INFORMATION SHOWN:
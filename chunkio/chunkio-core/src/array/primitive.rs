use std::fmt::{self, Debug, Display, Formatter};

use crate::{ArrayError, Bitmap, DataType};

use super::write_values;

/// Fixed-width value types storable in a [`PrimitiveArray`].
pub trait NativeType: Copy + Default + PartialEq + Debug + Send + Sync + 'static {
    const DATA_TYPE: DataType;
}

macro_rules! native_type {
    ($ty:ty, $dt:ident) => {
        impl NativeType for $ty {
            const DATA_TYPE: DataType = DataType::$dt;
        }
    };
}

native_type!(bool, Boolean);
native_type!(i8, Int8);
native_type!(i16, Int16);
native_type!(i32, Int32);
native_type!(i64, Int64);
native_type!(u8, UInt8);
native_type!(u16, UInt16);
native_type!(u32, UInt32);
native_type!(u64, UInt64);
native_type!(f32, Float32);
native_type!(f64, Float64);

/// Immutable, null-aware sequence of fixed-width values.
///
/// Null slots hold an unspecified value in the buffer; they never take part in
/// equality.
#[derive(Debug, Clone)]
pub struct PrimitiveArray<T: NativeType> {
    values: Vec<T>,
    validity: Option<Bitmap>,
}

pub type BooleanArray = PrimitiveArray<bool>;
pub type Int8Array = PrimitiveArray<i8>;
pub type Int16Array = PrimitiveArray<i16>;
pub type Int32Array = PrimitiveArray<i32>;
pub type Int64Array = PrimitiveArray<i64>;
pub type UInt8Array = PrimitiveArray<u8>;
pub type UInt16Array = PrimitiveArray<u16>;
pub type UInt32Array = PrimitiveArray<u32>;
pub type UInt64Array = PrimitiveArray<u64>;
pub type Float32Array = PrimitiveArray<f32>;
pub type Float64Array = PrimitiveArray<f64>;

impl<T: NativeType> PrimitiveArray<T> {
    /// Builds an array from a value buffer and an optional validity bitmap.
    pub fn try_new(values: Vec<T>, validity: Option<Bitmap>) -> Result<Self, ArrayError> {
        if let Some(bitmap) = &validity {
            if bitmap.len() != values.len() {
                return Err(ArrayError::ValidityLengthMismatch {
                    len: values.len(),
                    validity_len: bitmap.len(),
                });
            }
        }
        Ok(Self {
            values,
            validity: validity.and_then(Bitmap::into_validity),
        })
    }

    /// Builds an array without nulls.
    pub fn from_values(values: Vec<T>) -> Self {
        Self {
            values,
            validity: None,
        }
    }

    pub fn data_type(&self) -> DataType {
        T::DATA_TYPE
    }

    pub fn len(&self) -> usize {
        self.values.len()
    }

    pub fn is_empty(&self) -> bool {
        self.values.is_empty()
    }

    /// # Panics
    /// Panics if `index >= self.len()`, whether or not the array has nulls.
    pub fn is_valid(&self, index: usize) -> bool {
        assert!(index < self.len(), "index {index} out of bounds for length {}", self.len());
        self.validity.as_ref().is_none_or(|bitmap| bitmap.get(index))
    }

    pub fn is_null(&self, index: usize) -> bool {
        !self.is_valid(index)
    }

    pub fn null_count(&self) -> usize {
        self.validity.as_ref().map_or(0, Bitmap::unset_bits)
    }

    /// Returns the element at `index`, `None` when it is null or out of bounds.
    pub fn get(&self, index: usize) -> Option<T> {
        if index < self.len() && self.is_valid(index) {
            Some(self.values[index])
        } else {
            None
        }
    }

    /// Raw value buffer, including the placeholders stored at null slots.
    pub fn values(&self) -> &[T] {
        &self.values
    }

    pub fn validity(&self) -> Option<&Bitmap> {
        self.validity.as_ref()
    }

    pub fn iter(&self) -> impl ExactSizeIterator<Item = Option<T>> + '_ {
        (0..self.len()).map(|i| self.get(i))
    }
}

impl<T: NativeType> FromIterator<Option<T>> for PrimitiveArray<T> {
    fn from_iter<I: IntoIterator<Item = Option<T>>>(iter: I) -> Self {
        let iter = iter.into_iter();
        let capacity = iter.size_hint().0;
        let mut values = Vec::with_capacity(capacity);
        let mut validity = Bitmap::with_capacity(capacity);
        for item in iter {
            validity.push(item.is_some());
            values.push(item.unwrap_or_default());
        }
        Self {
            values,
            validity: validity.into_validity(),
        }
    }
}

impl<T: NativeType> From<Vec<Option<T>>> for PrimitiveArray<T> {
    fn from(values: Vec<Option<T>>) -> Self {
        values.into_iter().collect()
    }
}

impl<T: NativeType> PartialEq for PrimitiveArray<T> {
    fn eq(&self, other: &Self) -> bool {
        self.len() == other.len() && self.iter().eq(other.iter())
    }
}

impl<T: NativeType> Display for PrimitiveArray<T> {
    fn fmt(&self, f: &mut Formatter<'_>) -> fmt::Result {
        write!(f, "{}", T::DATA_TYPE)?;
        write_values(f, self.iter(), |f, v| write!(f, "{v:?}"))
    }
}
//! Error types for array construction and schema conformance.

use crate::{DataType, TimeUnit};

/// Error raised while constructing an array or chunk.
///
/// No array or chunk exists when one of these is returned.
#[derive(Debug, Clone, PartialEq, thiserror::Error)]
pub enum ArrayError {
    /// Arrays passed to a chunk do not share one length.
    #[error("chunk column {index} has length {actual}, expected {expected}")]
    ChunkLengthMismatch {
        index: usize,
        expected: usize,
        actual: usize,
    },

    /// A validity bitmap does not cover exactly the values it describes.
    #[error("validity bitmap has {validity_len} bits for {len} values")]
    ValidityLengthMismatch { len: usize, validity_len: usize },

    /// Offsets of a string or binary array are malformed.
    #[error("invalid offsets for {data_type}: {detail}")]
    InvalidOffsets { data_type: DataType, detail: String },

    /// Total byte length does not fit the offset width of the array.
    #[error("{data_type} values exceed {max} bytes, use the large variant")]
    OffsetOverflow { data_type: DataType, max: usize },

    /// String data is not valid UTF-8.
    #[error("string array contains invalid UTF-8: {0}")]
    InvalidUtf8(#[from] std::string::FromUtf8Error),

    /// A timestamp element is not expressed in the array's timezone.
    #[error("timestamp at position {index} is in '{found}', array timezone is '{expected}'")]
    TimezoneMismatch {
        index: usize,
        expected: String,
        found: String,
    },

    /// A timezone string is neither a fixed offset nor a known IANA name.
    #[error("invalid timezone '{0}'")]
    InvalidTimezone(String),

    /// A calendar value does not fit the integer representation at the unit.
    #[error("timestamp at position {index} overflows i64 at unit {unit}")]
    TimestampOverflow { index: usize, unit: TimeUnit },

    /// A stored integer does not correspond to a calendar value.
    #[error("value {value} at position {index} is out of range for {data_type}")]
    OutOfRange {
        index: usize,
        value: i64,
        data_type: DataType,
    },
}

/// Error raised when a chunk does not conform to a schema.
#[derive(Debug, Clone, PartialEq, thiserror::Error)]
pub enum SchemaError {
    #[error("chunk has {actual} columns, schema has {expected}")]
    ColumnCount { expected: usize, actual: usize },

    #[error("column {index} ('{name}') has type {actual}, schema expects {expected}")]
    ColumnType {
        index: usize,
        name: String,
        expected: DataType,
        actual: DataType,
    },

    #[error("column {index} ('{name}') is not nullable but contains {null_count} nulls")]
    NullInNonNullable {
        index: usize,
        name: String,
        null_count: usize,
    },
}
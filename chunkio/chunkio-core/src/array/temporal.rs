//! Date, time and timestamp arrays.
//!
//! Each wraps a plain integer array; the temporal codec is applied only when
//! values enter (construction) or leave (iteration) the array.

use std::fmt::{self, Display, Formatter};

use chrono::{NaiveDate, NaiveTime};

use crate::temporal::{self, TimestampValue, Timezone};
use crate::{ArrayError, Bitmap, DataType, Int32Array, Int64Array, TimeUnit};

use super::write_values;

/// Rejects stored integers that do not decode, so iteration never fails.
fn check_decodable<T: crate::NativeType + Into<i64>, R>(
    raw: &crate::PrimitiveArray<T>,
    data_type: &DataType,
    decode: impl Fn(T) -> Option<R>,
) -> Result<(), ArrayError> {
    for (index, value) in raw.iter().enumerate() {
        if let Some(value) = value {
            if decode(value).is_none() {
                return Err(ArrayError::OutOfRange {
                    index,
                    value: value.into(),
                    data_type: data_type.clone(),
                });
            }
        }
    }
    Ok(())
}

/// Calendar dates stored as `i32` days since 1970-01-01.
#[derive(Debug, Clone, PartialEq)]
pub struct DateArray {
    days: Int32Array,
}

impl DateArray {
    /// Wraps raw day offsets, checking each maps to a calendar date.
    pub fn try_from_days(days: Int32Array) -> Result<Self, ArrayError> {
        check_decodable(&days, &DataType::Date32, temporal::decode_date)?;
        Ok(Self { days })
    }

    pub fn data_type(&self) -> DataType {
        DataType::Date32
    }

    pub fn days(&self) -> &Int32Array {
        &self.days
    }

    pub fn len(&self) -> usize {
        self.days.len()
    }

    pub fn is_empty(&self) -> bool {
        self.days.is_empty()
    }

    pub fn is_null(&self, index: usize) -> bool {
        self.days.is_null(index)
    }

    pub fn null_count(&self) -> usize {
        self.days.null_count()
    }

    pub fn validity(&self) -> Option<&Bitmap> {
        self.days.validity()
    }

    pub fn get(&self, index: usize) -> Option<NaiveDate> {
        self.days.get(index).and_then(temporal::decode_date)
    }

    pub fn iter(&self) -> impl ExactSizeIterator<Item = Option<NaiveDate>> + '_ {
        self.days.iter().map(|v| v.and_then(temporal::decode_date))
    }
}

impl FromIterator<Option<NaiveDate>> for DateArray {
    fn from_iter<I: IntoIterator<Item = Option<NaiveDate>>>(iter: I) -> Self {
        Self {
            days: iter
                .into_iter()
                .map(|v| v.map(temporal::encode_date))
                .collect(),
        }
    }
}

impl Display for DateArray {
    fn fmt(&self, f: &mut Formatter<'_>) -> fmt::Result {
        f.write_str("Date32")?;
        write_values(f, self.iter(), |f, v| write!(f, "{v}"))
    }
}

/// Naive wall-clock times stored as `i64` microseconds since midnight.
#[derive(Debug, Clone, PartialEq)]
pub struct TimeArray {
    micros: Int64Array,
}

impl TimeArray {
    /// Wraps raw microsecond offsets, checking each lies within one day.
    pub fn try_from_micros(micros: Int64Array) -> Result<Self, ArrayError> {
        check_decodable(&micros, &DataType::Time64, temporal::decode_time)?;
        Ok(Self { micros })
    }

    pub fn data_type(&self) -> DataType {
        DataType::Time64
    }

    pub fn micros(&self) -> &Int64Array {
        &self.micros
    }

    pub fn len(&self) -> usize {
        self.micros.len()
    }

    pub fn is_empty(&self) -> bool {
        self.micros.is_empty()
    }

    pub fn is_null(&self, index: usize) -> bool {
        self.micros.is_null(index)
    }

    pub fn null_count(&self) -> usize {
        self.micros.null_count()
    }

    pub fn validity(&self) -> Option<&Bitmap> {
        self.micros.validity()
    }

    pub fn get(&self, index: usize) -> Option<NaiveTime> {
        self.micros.get(index).and_then(temporal::decode_time)
    }

    pub fn iter(&self) -> impl ExactSizeIterator<Item = Option<NaiveTime>> + '_ {
        self.micros.iter().map(|v| v.and_then(temporal::decode_time))
    }
}

impl FromIterator<Option<NaiveTime>> for TimeArray {
    fn from_iter<I: IntoIterator<Item = Option<NaiveTime>>>(iter: I) -> Self {
        Self {
            micros: iter
                .into_iter()
                .map(|v| v.map(temporal::encode_time))
                .collect(),
        }
    }
}

impl Display for TimeArray {
    fn fmt(&self, f: &mut Formatter<'_>) -> fmt::Result {
        f.write_str("Time64")?;
        write_values(f, self.iter(), |f, v| write!(f, "{v}"))
    }
}

/// Datetimes stored as `i64` counts of a [`TimeUnit`] since the epoch, all
/// sharing one optional [`Timezone`].
#[derive(Debug, Clone)]
pub struct TimestampArray {
    values: Int64Array,
    unit: TimeUnit,
    timezone: Option<Timezone>,
}

impl TimestampArray {
    /// Builds an array with an explicit unit and timezone.
    ///
    /// Every non-null value must be zoned with `timezone`'s offset at its
    /// instant, or naive when `timezone` is `None`; otherwise this fails with
    /// [`ArrayError::TimezoneMismatch`].
    pub fn try_new<I>(values: I, unit: TimeUnit, timezone: Option<&str>) -> Result<Self, ArrayError>
    where
        I: IntoIterator<Item = Option<TimestampValue>>,
    {
        let timezone = timezone.map(Timezone::parse).transpose()?;
        Self::encode_all(values.into_iter(), unit, timezone)
    }

    /// Builds an array whose timezone is taken from the first non-null value:
    /// none for a naive value, its offset (`±HH:MM`) for a zoned one.
    pub fn try_from_values<I>(values: I, unit: TimeUnit) -> Result<Self, ArrayError>
    where
        I: IntoIterator<Item = Option<TimestampValue>>,
    {
        let mut values = values.into_iter().peekable();
        let mut leading_nulls = 0usize;
        while values.next_if(Option::is_none).is_some() {
            leading_nulls += 1;
        }
        let timezone = match values.peek() {
            Some(Some(value)) => value.offset().map(Timezone::fixed),
            _ => None,
        };
        let values = std::iter::repeat_n(None, leading_nulls).chain(values);
        Self::encode_all(values, unit, timezone)
    }

    fn encode_all(
        values: impl Iterator<Item = Option<TimestampValue>>,
        unit: TimeUnit,
        timezone: Option<Timezone>,
    ) -> Result<Self, ArrayError> {
        let values = values
            .enumerate()
            .map(|(index, value)| {
                value
                    .map(|v| v.encode(index, unit, timezone.as_ref()))
                    .transpose()
            })
            .collect::<Result<Vec<_>, _>>()?;
        Ok(Self {
            values: values.into_iter().collect(),
            unit,
            timezone,
        })
    }

    /// Wraps raw counts of `unit`, checking each maps to a calendar instant.
    pub fn try_from_raw(
        values: Int64Array,
        unit: TimeUnit,
        timezone: Option<&str>,
    ) -> Result<Self, ArrayError> {
        let timezone = timezone.map(Timezone::parse).transpose()?;
        let data_type = DataType::timestamp(unit, timezone.as_ref().map(Timezone::name));
        check_decodable(&values, &data_type, |v| temporal::decode_timestamp(v, unit))?;
        Ok(Self {
            values,
            unit,
            timezone,
        })
    }

    pub fn data_type(&self) -> DataType {
        DataType::timestamp(self.unit, self.timezone())
    }

    pub fn unit(&self) -> TimeUnit {
        self.unit
    }

    pub fn timezone(&self) -> Option<&str> {
        self.timezone.as_ref().map(Timezone::name)
    }

    /// The stored integers.
    pub fn raw(&self) -> &Int64Array {
        &self.values
    }

    pub fn len(&self) -> usize {
        self.values.len()
    }

    pub fn is_empty(&self) -> bool {
        self.values.is_empty()
    }

    pub fn is_null(&self, index: usize) -> bool {
        self.values.is_null(index)
    }

    pub fn null_count(&self) -> usize {
        self.values.null_count()
    }

    pub fn validity(&self) -> Option<&Bitmap> {
        self.values.validity()
    }

    pub fn get(&self, index: usize) -> Option<TimestampValue> {
        self.values
            .get(index)
            .and_then(|v| TimestampValue::decode(v, self.unit, self.timezone.as_ref()))
    }

    /// Yields each element with the array's timezone reattached.
    pub fn iter(&self) -> impl ExactSizeIterator<Item = Option<TimestampValue>> + '_ {
        self.values
            .iter()
            .map(|v| v.and_then(|v| TimestampValue::decode(v, self.unit, self.timezone.as_ref())))
    }
}

impl PartialEq for TimestampArray {
    fn eq(&self, other: &Self) -> bool {
        self.data_type() == other.data_type() && self.values == other.values
    }
}

impl Display for TimestampArray {
    fn fmt(&self, f: &mut Formatter<'_>) -> fmt::Result {
        write!(f, "{}", self.data_type())?;
        write_values(f, self.iter(), |f, v| write!(f, "{v}"))
    }
}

ACTIVITY:
Where does the string "PartialEq" occur in the material? Copy every line where it does.

YOUR SOLUTION:
pub trait NativeType: Copy + Default + PartialEq + Debug + Send + Sync + 'static {
impl<T: NativeType> PartialEq for PrimitiveArray<T> {
#[derive(Debug, Clone, PartialEq, thiserror::Error)]
#[derive(Debug, Clone, PartialEq, thiserror::Error)]
#[derive(Debug, Clone, PartialEq)]
#[derive(Debug, Clone, PartialEq)]
impl PartialEq for TimestampArray {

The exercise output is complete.